:: PROBLEM STATEMENT ::
Reproduce the listing below without any change.
· · · ·
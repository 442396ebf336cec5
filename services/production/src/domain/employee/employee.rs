//! 员工实体

use chrono::{DateTime, Utc};
use oleema_domain_core::Entity;
use oleema_errors::{AppError, AppResult};
use serde::{Deserialize, Serialize};

use crate::domain::define_id;

define_id!(
    /// 员工 ID
    EmployeeId
);

/// 员工实体
#[derive(Debug, Clone, Serialize, Deserialize)]
pub struct Employee {
    pub id: EmployeeId,
    /// 员工编号（唯一）
    pub code: String,
    pub name: String,
    pub is_active: bool,
    pub created_at: DateTime<Utc>,
    pub updated_at: DateTime<Utc>,
}

impl Employee {
    pub fn new(code: String, name: String) -> AppResult<Self> {
        let code = code.trim().to_string();
        if code.is_empty() {
            return Err(AppError::validation("Employee code cannot be empty"));
        }
        if code.len() > 20 {
            return Err(AppError::validation("Employee code cannot exceed 20 characters"));
        }
        let name = validate_name(name)?;
        let now = Utc::now();
        Ok(Self {
            id: EmployeeId::new(),
            code,
            name,
            is_active: true,
            created_at: now,
            updated_at: now,
        })
    }

    pub fn update(&mut self, name: String, is_active: bool) -> AppResult<()> {
        self.name = validate_name(name)?;
        self.is_active = is_active;
        self.updated_at = Utc::now();
        Ok(())
    }
}

fn validate_name(name: String) -> AppResult<String> {
    let name = name.trim().to_string();
    if name.is_empty() {
        return Err(AppError::validation("Employee name cannot be empty"));
    }
    Ok(name)
}

impl Entity for Employee {
    type Id = EmployeeId;

    fn id(&self) -> &Self::Id {
        &self.id
    }
}
//! ports - 抽象 trait 层
//!
//! 定义基础设施的抽象接口

mod cache;

pub use cache::*;
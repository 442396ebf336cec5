//! oleema-adapter-redis - Redis 适配器
//!
//! 会话与待审工作记录的共享存储

mod cache;
mod connection;

pub use cache::*;
pub use connection::*;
· · · ·
:: WRITTEN SOLUTION ::
repository 442396ebf336cec5
filename services/production/src/domain/employee/employee.rs
//! 员工实体

use chrono::{DateTime, Utc};
use oleema_domain_core::Entity;
use oleema_errors::{AppError, AppResult};
use serde::{Deserialize, Serialize};

use crate::domain::define_id;

define_id!(
    /// 员工 ID
    EmployeeId
);

/// 员工实体
#[derive(Debug, Clone, Serialize, Deserialize)]
pub struct Employee {
    pub id: EmployeeId,
    /// 员工编号（唯一）
    pub code: String,
    pub name: String,
    pub is_active: bool,
    pub created_at: DateTime<Utc>,
    pub updated_at: DateTime<Utc>,
}

impl Employee {
    pub fn new(code: String, name: String) -> AppResult<Self> {
        let code = code.trim().to_string();
        if code.is_empty() {
            return Err(AppError::validation("Employee code cannot be empty"));
        }
        if code.len() > 20 {
            return Err(AppError::validation("Employee code cannot exceed 20 characters"));
        }
        let name = validate_name(name)?;
        let now = Utc::now();
        Ok(Self {
            id: EmployeeId::new(),
            code,
            name,
            is_active: true,
            created_at: now,
            updated_at: now,
        })
    }

    pub fn update(&mut self, name: String, is_active: bool) -> AppResult<()> {
        self.name = validate_name(name)?;
        self.is_active = is_active;
        self.updated_at = Utc::now();
        Ok(())
    }
}

fn validate_name(name: String) -> AppResult<String> {
    let name = name.trim().to_string();
    if name.is_empty() {
        return Err(AppError::validation("Employee name cannot be empty"));
    }
    Ok(name)
}

impl Entity for Employee {
    type Id = EmployeeId;

    fn id(&self) -> &Self::Id {
        &self.id
    }
}
//! ports - 抽象 trait 层
//!
//! 定义基础设施的抽象接口

mod cache;

pub use cache::*;
repository 442396ebf336cec5
//! oleema-adapter-redis - Redis 适配器
//!
//! 会话与待审工作记录的共享存储

mod cache;
mod connection;

pub use cache::*;
pub use connection::*;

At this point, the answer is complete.